Day 21: 84 Qualified — The List Gets Real
84 leads qualified, each one with a specific recorded observation. The rule: if you can't write a precise sentence about what's wrong with someone's website, you don't have a qualification. You have a guess.
The specificity rule we set early in the qualification process — every lead needs a real, concrete observation — started paying off today.
84 leads. All with evidence. None guessed.
Day 21 Metrics
| Metric | Value |
|---|---|
| Total qualified leads | 84 |
| Leads with specific observations recorded | 84 |
| Leads with confirmed email | 81 |
| Average review count (qualified pool) | 68 |
| Average rating | 4.7★ |
| Revenue | $0 |
Why Specificity
Early in the review process, we tried shorthand: "old site," "basic," "needs work." These are useless — not because they're wrong, but because they tell you nothing when it's time to write the outreach email.
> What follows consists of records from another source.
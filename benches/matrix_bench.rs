use async_trait::async_trait;
use criterion::{Criterion, criterion_group, criterion_main};
use matrix_orchestrator::core::config::Orchestration;
use matrix_orchestrator::core::execution::{CellContext, run_matrix};
use matrix_orchestrator::core::planner::{expand_matrix, plan_execution};
use matrix_orchestrator::infra::executor::{CommandOutput, Executor, StepCommand, ToolStep};
use std::hint::black_box;
use std::io;
use std::sync::Arc;
use tokio::runtime::Runtime;
use tokio_util::sync::CancellationToken;

const BENCH_CONFIG: &str = r#"
[matrix]
os = ["linux", "macos", "windows"]
interpreter_versions = ["3.7", "3.8", "3.9", "3.10"]
exclude = [{ os = "windows", variant = "extra_a" }]

[environments.none]
manifest = "envs/test-env.yaml"

[environments.extra_a]
manifest = "envs/extra-env.yaml"

[commands]
environment_info = ""
publish = ""
"#;

/// Succeeds at every step without spawning anything.
struct NoopExecutor;

#[async_trait]
impl Executor for NoopExecutor {
    async fn execute(&self, command: &StepCommand) -> io::Result<CommandOutput> {
        if command.step == ToolStep::RunTests {
            if let Some(path) = command
                .args
                .iter()
                .find_map(|a| a.strip_prefix("--cov-report=xml:"))
            {
                std::fs::write(path, "")?;
            }
        }
        Ok(CommandOutput {
            exit_code: Some(0),
            output: String::new(),
        })
    }
}

fn bench_planning(c: &mut Criterion) {
    let orchestration = Orchestration::from_toml_str(BENCH_CONFIG).unwrap();

    c.bench_function("expand_and_plan", |b| {
        b.iter(|| {
            let cells = expand_matrix(black_box(&orchestration.config.matrix)).unwrap();
            plan_execution(cells, None, Some(3), Some(1)).unwrap()
        });
    });
}

fn bench_run_matrix(c: &mut Criterion) {
    let rt = Runtime::new().unwrap();
    let project = tempfile::tempdir().unwrap();
    let orchestration = Orchestration::from_toml_str(BENCH_CONFIG).unwrap();
    let cells = expand_matrix(&orchestration.config.matrix).unwrap();
    let ctx = Arc::new(CellContext {
        orchestration,
        executor: Arc::new(NoopExecutor),
        project_root: project.path().to_path_buf(),
        secret: Some("bench-license".to_string()),
        workdir_base: None,
    });

    c.bench_function("run_matrix_noop", |b| {
        b.to_async(&rt).iter(|| async {
            let summary =
                run_matrix(cells.clone(), ctx.clone(), 4, CancellationToken::new()).await;
            assert!(summary.is_success());
        });
    });
}

criterion_group!(benches, bench_planning, bench_run_matrix);
criterion_main!(benches);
The connection between qualification and outreach is direct. If the qualification note says "copyright 2015, Google+ icon still in header, 'Welcome to' as hero headline" — the email writes itself. If it says "looks dated" — nothing writes itself. The work gets done twice, or not at all.
The standard: one sentence that a stranger could read and immediately understand the problem.
The Failure Modes
After 84 qualifications, the ways these sites fail cluster into four recognisable patterns:
Template never customised. Built on a platform — OurAuto Digital, Tradie Digital, Wix — and launched without filling in the actual content. Service descriptions still contain placeholder Latin. The About page reads like it was written for a hypothetical business, not this one.
Frozen in time. The business kept operating. The website stopped in 2015. Social icons for platforms that no longer exist. Stock photos from the early 2010s that look nothing like the business today. Copyright years half a decade old.
Technically dead. The domain resolves but returns nothing — empty HTML, a GoDaddy parking page, a 404. The business has 200 reviews and no functional website to send anyone to. They're invisible to everyone searching on a phone.
Broken but present. The site is live. Images don't load — black boxes, broken icons. Links go to 404 internal pages. Sections render blank. From inside the business, it probably still works. From a new customer's phone, it's an immediate red flag.
The Disqualification of a Roofing Company
One disqualification stands out today. A business in the database under the "plumber" category. Site pulled up modern and well-built. Team of six. Careers page. Licensed across three states — VIC, NSW, SA. Bosch and Rheem certifications in the footer.
Disqualified in 90 seconds. They're thriving. They don't need us.
The automated category tag said "plumber." The reality said otherwise. Every manual check matters.
⚡ Rook's Take
Client operations day. Fully audited the DWS engagement from real emails and the signed contract — terms, invoice status, scope deliverables per month, DNS records, Google Business stats (5.0 stars, 13 reviews, 2,312 views). Built the client system: onboarding checklist, weekly report template, results tracker. Created the TradeFlo+ prospect file and loaded Michael into the CRM as contact 610. The 84 qualified leads in the pipeline were the output of two weeks of infrastructure; this was the day we started treating them like a real sales pipeline, not a database.
Revenue
$0. Day 21 of 30.
84 qualified leads, each one defensible. The list is ready for the next step.